The farm where we get our vegetables has given us fresh beets several weeks in a row. I used to be afraid of them because they stained everything red - my pots, the sink, the sponge, the cutting board, my hands. Now I've found a super-easy way to prepare them. Take a pound of beets and cut off the ends. Scrub them with a brush under running water. Don't peel them, just stick them in a steamer over boiling water and steam them - 15 - 20 minutes for little ones, 40-50 minutes for big ones. They are done when it's easy to pierce them with a paring knife. While they're cooking, combine 1 finely chopped onion a bowl with several tablespoons white wine or sherry vinegar, a little salt, black pepper, and a tablespoon or so of pistachio oil (it's worth the trouble you may have finding it) maybe a sprig or two of fresh marjoram. Let this sit for an hour or more at room temp (covered). When the beets are done, let them cool enough to touch them. The peel will easily come off. Chop them into small wedges or matchsticks and combine them with your onion dressing. Voila. Serve with toast and a nice feta. (Adapted from Patricia Wells's The Provence Cookbook).

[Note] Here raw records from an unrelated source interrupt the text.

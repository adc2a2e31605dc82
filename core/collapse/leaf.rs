use crate::node::Node;
use log;
use std::collections::HashSet;

/// Bottom-up removal of duplicate childless siblings. The first leaf with a
/// given name stays; the parent counts the rest. Nodes emptied by earlier
/// passes count as leaves here.
pub fn collapse_leaves(mut node: Node) -> Node {
    let children = std::mem::take(&mut node.children);
    let mut seen_leaves: HashSet<String> = HashSet::new();
    let mut kept = Vec::with_capacity(children.len());
    let mut removed = 0;

    for child in children.into_iter().map(collapse_leaves) {
        if child.is_leaf() && !seen_leaves.insert(child.name.clone()) {
            log::trace!("Dropping duplicate leaf '{}' under '{}'", child.name, node.name);
            removed += 1;
            continue;
        }
        kept.push(child);
    }

    node.children = kept;
    node.collapsed_leaf_children += removed;
    node
}

#[cfg(test)]
mod tests {
    use super::*;
    use pretty_assertions::assert_eq;

    fn names(node: &Node) -> Vec<&str> {
        node.children.iter().map(|c| c.name.as_str()).collect()
    }

    #[test]
    fn keeps_first_of_non_adjacent_duplicates() {
        let root = Node::new("root").with_children(
            ["LeafA", "LeafB", "LeafA", "LeafC", "LeafA"]
                .iter()
                .map(|n| Node::new(n))
                .collect(),
        );
        let out = collapse_leaves(root);
        assert_eq!(names(&out), vec!["LeafA", "LeafB", "LeafC"]);
        assert_eq!(out.collapsed_leaf_children, 2);
    }

    #[test]
    fn non_leaves_are_never_removed() {
        let branch = || Node::new("dir").with_children(vec![Node::new("x")]);
        let root = Node::new("root").with_children(vec![branch(), Node::new("dir"), branch()]);
        let out = collapse_leaves(root);
        assert_eq!(names(&out), vec!["dir", "dir", "dir"]);
        assert_eq!(out.collapsed_leaf_children, 0);
    }

    #[test]
    fn emptied_nodes_count_as_leaves() {
        let mut emptied = Node::new("CallA");
        emptied.collapsed_pattern_children = 3;
        let root = Node::new("root").with_children(vec![
            Node::new("CallA"),
            Node::new("other"),
            emptied,
        ]);
        let out = collapse_leaves(root);
        assert_eq!(names(&out), vec!["CallA", "other"]);
        assert_eq!(out.collapsed_leaf_children, 1);
    }

    #[test]
    fn counts_land_on_each_parent() {
        let root = Node::new("root").with_children(vec![
            Node::new("a").with_children(vec![Node::new("x"), Node::new("x")]),
            Node::new("b").with_children(vec![Node::new("x"), Node::new("y"), Node::new("y")]),
        ]);
        let out = collapse_leaves(root);
        assert_eq!(out.collapsed_leaf_children, 0);
        assert_eq!(out.children[0].collapsed_leaf_children, 1);
        assert_eq!(names(&out.children[1]), vec!["x", "y"]);
        assert_eq!(out.children[1].collapsed_leaf_children, 1);
    }
}
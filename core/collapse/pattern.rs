use crate::fingerprint::{Signature, fingerprint};
use crate::node::Node;
use log;
use std::collections::{HashMap, HashSet};

/// Subtrees already shown in full, keyed by node name.
#[derive(Debug, Default)]
pub struct SeenPatterns {
    by_name: HashMap<String, HashSet<Signature>>,
}

impl SeenPatterns {
    pub fn new() -> Self {
        Self::default()
    }

    pub fn contains(&self, name: &str, signature: &Signature) -> bool {
        self.by_name
            .get(name)
            .is_some_and(|sigs| sigs.contains(signature))
    }

    /// Returns `false` when the pair was already recorded.
    pub fn record(&mut self, name: &str, signature: Signature) -> bool {
        self.by_name
            .entry(name.to_string())
            .or_default()
            .insert(signature)
    }

    pub fn len(&self) -> usize {
        self.by_name.values().map(HashSet::len).sum()
    }

    pub fn is_empty(&self) -> bool {
        self.by_name.is_empty()
    }
}

/// Pre-order walk that strips the children of any node whose name and
/// shape were already displayed earlier anywhere in the tree.
pub fn collapse_patterns(root: Node) -> Node {
    let mut seen = SeenPatterns::new();
    collapse_patterns_with(root, &mut seen)
}

pub fn collapse_patterns_with(mut node: Node, seen: &mut SeenPatterns) -> Node {
    let signature = fingerprint(&node);
    if !seen.record(&node.name, signature) {
        if !node.children.is_empty() {
            log::trace!(
                "Eliding {} children of repeated pattern '{}'",
                node.children.len(),
                node.name
            );
            node.collapsed_pattern_children += node.children.len();
            node.children.clear();
        }
        return node;
    }
    let children = std::mem::take(&mut node.children);
    node.children = children
        .into_iter()
        .map(|child| collapse_patterns_with(child, seen))
        .collect();
    node
}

Drinking: Super cold tomato juice (one with as little salt as you can find, I've found a Bulgarian brand with only a pinch),some fresh lime juice squeezed in. Mmm.

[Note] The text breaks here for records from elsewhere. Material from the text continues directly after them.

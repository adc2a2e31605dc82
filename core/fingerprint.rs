//! Structural signatures for subtrees.
//!
//! A signature is a BLAKE3 digest over a node's name followed by the
//! signatures of its children, in order. Equal signatures mean equal names
//! and equal descendant shapes.

use crate::node::Node;
use std::fmt;

#[derive(Clone, Copy, PartialEq, Eq, Hash)]
pub struct Signature([u8; 32]);

impl Signature {
    pub fn as_bytes(&self) -> &[u8; 32] {
        &self.0
    }
}

impl fmt::Display for Signature {
    fn fmt(&self, f: &mut fmt::Formatter<'_>) -> fmt::Result {
        for byte in self.0 {
            write!(f, "{:02x}", byte)?;
        }
        Ok(())
    }
}

impl fmt::Debug for Signature {
    fn fmt(&self, f: &mut fmt::Formatter<'_>) -> fmt::Result {
        // Short form keeps trace logs readable.
        write!(f, "Signature({}…)", &self.to_string()[..12])
    }
}

pub fn fingerprint(node: &Node) -> Signature {
    let mut hasher = blake3::Hasher::new();
    hasher.update(&(node.name.len() as u64).to_le_bytes());
    hasher.update(node.name.as_bytes());
    for child in &node.children {
        hasher.update(fingerprint(child).as_bytes());
    }
    Signature(*hasher.finalize().as_bytes())
}

/// Signatures of each node in a sibling list, in order.
pub fn fingerprint_siblings(nodes: &[Node]) -> Vec<Signature> {
    nodes.iter().map(fingerprint).collect()
}

#[cfg(test)]
mod tests {
    use super::*;

    fn tree(name: &str, children: Vec<Node>) -> Node {
        Node::new(name).with_children(children)
    }

    #[test]
    fn signature_is_deterministic() {
        let a = tree("a", vec![Node::new("x"), Node::new("y")]);
        assert_eq!(fingerprint(&a), fingerprint(&a));
        assert_eq!(fingerprint(&a), fingerprint(&a.clone()));
    }

    #[test]
    fn child_order_matters() {
        let xy = tree("a", vec![Node::new("x"), Node::new("y")]);
        let yx = tree("a", vec![Node::new("y"), Node::new("x")]);
        assert_ne!(fingerprint(&xy), fingerprint(&yx));
    }

    #[test]
    fn deep_descendant_names_matter() {
        let one = tree("a", vec![tree("b", vec![Node::new("c")])]);
        let two = tree("a", vec![tree("b", vec![Node::new("d")])]);
        assert_ne!(fingerprint(&one), fingerprint(&two));
    }

    #[test]
    fn name_boundaries_are_unambiguous() {
        let joined = Node::new("ab");
        let split = tree("a", vec![Node::new("b")]);
        assert_ne!(fingerprint(&joined), fingerprint(&split));
    }

    #[test]
    fn counters_and_flags_are_ignored() {
        let plain = tree("a", vec![Node::new("x")]);
        let mut annotated = Node::directory("a").with_children(vec![Node::new("x")]);
        annotated.subsequent_repeated = 4;
        annotated.collapsed_leaf_children = 2;
        assert_eq!(fingerprint(&plain), fingerprint(&annotated));
    }

    #[test]
    fn displays_as_hex() {
        let text = fingerprint(&Node::new("a")).to_string();
        assert_eq!(text.len(), 64);
        assert!(text.chars().all(|c| c.is_ascii_hexdigit()));
    }
}
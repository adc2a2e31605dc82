use pretty_assertions::assert_eq;
use std::fs;
use std::path::Path;
use tempfile::TempDir;
use xtree_core::{AppError, BuildOptions, build_tree, find_paths, print_tree};

fn touch(root: &Path, relative: &str) {
    let path = root.join(relative);
    if let Some(parent) = path.parent() {
        fs::create_dir_all(parent).unwrap();
    }
    fs::write(path, b"").unwrap();
}

fn fixture() -> TempDir {
    let dir = tempfile::Builder::new().prefix("fixture").tempdir().unwrap();
    let root = dir.path();
    touch(root, "README.md");
    touch(root, "Cargo.toml");
    touch(root, "src/lib.rs");
    touch(root, "src/2_second.rs");
    touch(root, "src/1_first.rs");
    touch(root, "src/nested/deep/file.rs");
    touch(root, "target/debug/app");
    dir
}

// Global git excludes on the host must not leak into expectations.
fn local_only() -> BuildOptions {
    BuildOptions {
        use_gitignore: false,
        ..BuildOptions::default()
    }
}

fn build(dir: &TempDir, options: &BuildOptions) -> String {
    let tree = build_tree(dir.path(), options).unwrap();
    print_tree(&tree)
        .lines()
        .skip(1)
        .collect::<Vec<_>>()
        .join("\n")
}

#[test]
fn sorts_directories_first_and_indexed_before_plain() {
    let dir = fixture();
    let text = build(&dir, &local_only());
    let expected = "\
├── src
│   ├── nested
│   │   └── deep
│   │       └── file.rs
│   ├── 1_first.rs
│   ├── 2_second.rs
│   └── lib.rs
├── target
│   └── debug
│       └── app
├── Cargo.toml
└── README.md";
    assert_eq!(text, expected);
}

#[test]
fn exclude_drops_whole_directories() {
    let dir = fixture();
    let options = BuildOptions {
        exclude: vec!["^target$".to_string()],
        ..local_only()
    };
    let text = build(&dir, &options);
    assert!(!text.contains("target"));
    assert!(text.contains("lib.rs"));
}

#[test]
fn include_keeps_matching_files_and_prunes_empty_directories() {
    let dir = fixture();
    let options = BuildOptions {
        include: vec![r"\.rs$".to_string()],
        ..local_only()
    };
    let text = build(&dir, &options);
    assert!(text.contains("file.rs"));
    assert!(!text.contains("README.md"));
    assert!(!text.contains("target"));
}

#[test]
fn depth_limit_reports_hidden_entry_counts() {
    let dir = fixture();
    let options = BuildOptions {
        max_depth: Some(1),
        ..local_only()
    };
    let text = build(&dir, &options);
    assert!(text.contains("src (...4 collapsed)"), "{text}");
    assert!(text.contains("target (...1 collapsed)"), "{text}");
    assert!(!text.contains("lib.rs"));
}

#[test]
fn expand_overrides_depth_limit() {
    let dir = fixture();
    let options = BuildOptions {
        max_depth: Some(1),
        expand: vec!["^src$".to_string()],
        ..local_only()
    };
    let text = build(&dir, &options);
    assert!(text.contains("lib.rs"), "{text}");
    assert!(text.contains("nested (...1 collapsed)"), "{text}");
    assert!(text.contains("target (...1 collapsed)"), "{text}");
}

#[test]
fn entry_cap_keeps_first_entries() {
    let dir = fixture();
    let options = BuildOptions {
        max_entries: Some(2),
        ..local_only()
    };
    let tree = build_tree(dir.path(), &options).unwrap();
    let src = &tree.children[0];
    assert_eq!(src.name, "src");
    let names: Vec<String> = src.children.iter().map(|c| c.raw_name()).collect();
    assert_eq!(names, vec!["nested", "1_first.rs"]);
    assert_eq!(src.collapsed_leaf_children, 2);
    assert_eq!(tree.children.len(), 2);
    assert_eq!(tree.collapsed_leaf_children, 2);
}

#[test]
fn gitignore_is_honoured() {
    let dir = fixture();
    fs::write(dir.path().join(".gitignore"), "target/\n").unwrap();
    let text = build(&dir, &BuildOptions::default());
    assert!(!text.contains("target"), "{text}");

    let options = BuildOptions {
        use_gitignore: false,
        show_hidden: true,
        ..local_only()
    };
    let text = build(&dir, &options);
    assert!(text.contains("target"), "{text}");
    assert!(text.contains(".gitignore"), "{text}");
}

#[test]
fn invalid_pattern_fails_before_walking() {
    let options = BuildOptions {
        include: vec!["[".to_string()],
        ..BuildOptions::default()
    };
    let err = build_tree(Path::new("/definitely/not/here"), &options).unwrap_err();
    assert!(matches!(err, AppError::InvalidPattern(_)));
}

#[test]
fn missing_root_is_an_error() {
    let err = build_tree(Path::new("/definitely/not/here"), &BuildOptions::default()).unwrap_err();
    assert!(matches!(err, AppError::InvalidArgument(_)));
}

#[test]
fn found_paths_name_real_entries() {
    let dir = tempfile::Builder::new().prefix("fixture").tempdir().unwrap();
    touch(dir.path(), "steps/007_first.txt");
    touch(dir.path(), "steps/8_second.txt");
    let tree = build_tree(dir.path(), &local_only()).unwrap();

    let found = find_paths(&tree, &["steps", "first.txt"]);
    assert_eq!(found.len(), 1);
    let relative: Vec<&str> = found[0][1..].iter().map(String::as_str).collect();
    assert_eq!(relative, vec!["steps", "007_first.txt"]);
    assert!(dir.path().join(relative.join("/")).is_file());

    let text = print_tree(&tree);
    assert!(text.contains("├── 007_first.txt\n"), "{text}");
}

Looking: Season 2 of In Treatment (the American version - it was created in Israel). This is an HBO series about a psychotherapist and his patients. Monday through Thursday are sessions with the patients and Fridays he goes to his own therapist. The therapist is played by the marvelous Gabriel Byrne and his therapist by Dianne Wiest. The patients are equally good - Allison Pill, Hope Davis and John Mahoney were in this season. It's a strongly made series from both a therapeutic and an aesthetic point of view and other people's problem look so much easier to solve than one's own!

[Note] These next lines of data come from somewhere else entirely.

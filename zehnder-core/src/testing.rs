//! Test doubles shared by the unit tests

use std::collections::BTreeMap;
use std::vec::Vec;

use zehnder_hal::{KeyValueStorage, RadioConfig, RadioEvent, StorageError, StorageKey, Transceiver};
use zehnder_protocol::{Frame, Header, Payload, FRAME_SIZE};

use crate::record::PairingRecord;
use crate::storage::PairingStore;

#[derive(Debug, Clone, Copy, PartialEq, Eq)]
pub struct MockRadioError;

/// Transceiver that records every frame handed to it
pub struct MockRadio {
    pub sent: Vec<[u8; FRAME_SIZE]>,
    pub airway_free: bool,
    pub fail_send: bool,
    pub fail_configure: bool,
    pub fail_address: bool,
    pub config: Option<RadioConfig>,
    pub address: Option<u32>,
}

impl Default for MockRadio {
    fn default() -> Self {
        Self {
            sent: Vec::new(),
            airway_free: true,
            fail_send: false,
            fail_configure: false,
            fail_address: false,
            config: None,
            address: None,
        }
    }
}

impl MockRadio {
    /// Decode the n-th sent frame
    pub fn frame(&self, index: usize) -> Frame {
        Frame::decode(&self.sent[index]).unwrap()
    }

    /// Decode the most recently sent frame
    pub fn last_frame(&self) -> Frame {
        self.frame(self.sent.len() - 1)
    }

    /// All sent frames, decoded
    pub fn frames(&self) -> Vec<Frame> {
        self.sent.iter().map(|b| Frame::decode(b).unwrap()).collect()
    }
}

impl Transceiver for MockRadio {
    type Error = MockRadioError;

    fn configure(&mut self, config: &RadioConfig) -> Result<(), Self::Error> {
        if self.fail_configure {
            return Err(MockRadioError);
        }
        self.config = Some(*config);
        self.address = Some(config.rx_address);
        Ok(())
    }

    fn write_address(&mut self, address: u32) -> Result<(), Self::Error> {
        if self.fail_address {
            return Err(MockRadioError);
        }
        self.address = Some(address);
        Ok(())
    }

    fn is_airway_free(&mut self) -> bool {
        self.airway_free
    }

    fn start_send(&mut self, data: &[u8]) -> Result<(), Self::Error> {
        if self.fail_send {
            return Err(MockRadioError);
        }
        self.sent.push(data.try_into().map_err(|_| MockRadioError)?);
        Ok(())
    }
}

/// In-memory key-value storage
#[derive(Default)]
pub struct MemStorage {
    pub values: BTreeMap<u8, Vec<u8>>,
    pub fail_reads: bool,
}

impl KeyValueStorage for MemStorage {
    fn read(&mut self, key: StorageKey, buffer: &mut [u8]) -> Result<usize, StorageError> {
        if self.fail_reads {
            return Err(StorageError::Storage);
        }
        let value = self.values.get(&key.as_u8()).ok_or(StorageError::NotFound)?;
        if buffer.len() < value.len() {
            return Err(StorageError::BufferTooSmall);
        }
        buffer[..value.len()].copy_from_slice(value);
        Ok(value.len())
    }

    fn write(&mut self, key: StorageKey, data: &[u8]) -> Result<(), StorageError> {
        self.values.insert(key.as_u8(), data.to_vec());
        Ok(())
    }

    fn remove(&mut self, key: StorageKey) -> Result<(), StorageError> {
        self.values.remove(&key.as_u8());
        Ok(())
    }
}

/// Pairing store with injectable failures
#[derive(Default)]
pub struct MemPairingStore {
    pub record: Option<PairingRecord>,
    pub load_error: Option<StorageError>,
    pub clear_error: Option<StorageError>,
    pub saves: usize,
}

impl PairingStore for MemPairingStore {
    fn load(&mut self) -> Result<Option<PairingRecord>, StorageError> {
        match self.load_error {
            Some(e) => Err(e),
            None => Ok(self.record),
        }
    }

    fn save(&mut self, record: &PairingRecord) -> Result<(), StorageError> {
        self.record = Some(*record);
        self.saves += 1;
        Ok(())
    }

    fn clear(&mut self) -> Result<(), StorageError> {
        if let Some(e) = self.clear_error {
            return Err(e);
        }
        self.record = None;
        Ok(())
    }
}

/// Frame from `src` to `dest` as the radio would deliver it
pub fn rx(dest: (u8, u8), src: (u8, u8), payload: Payload) -> RadioEvent {
    let frame = Frame::new(Header::new(dest.0, dest.1, src.0, src.1), payload);
    RadioEvent::received(&frame.encode())
}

Listening: If you haven't yet listened to Radio Lab they combine well-produced dramatic story-telling with science to create some very interesting pieces. I found this one on how the brain helps us navigate in space interesting, and this one was really touching.
Surfing: 1, 2, 3, 4, 5, 6
Learning: I finally got around to reading an article by Jerome Groopman in a February issue of The New Yorker about what might contribute to the apparent prevalence of food allergies.
This piece by Phillip Gourevitch about cyclers in Rawanda is also particularly good.
Jonah Lehrer teaches us that there is really no such thing as a spoiler. (Hat tip: Not Exactly Rocket Science)
And in the No... really department: Carl Zimmer's riff on Greenfieldism.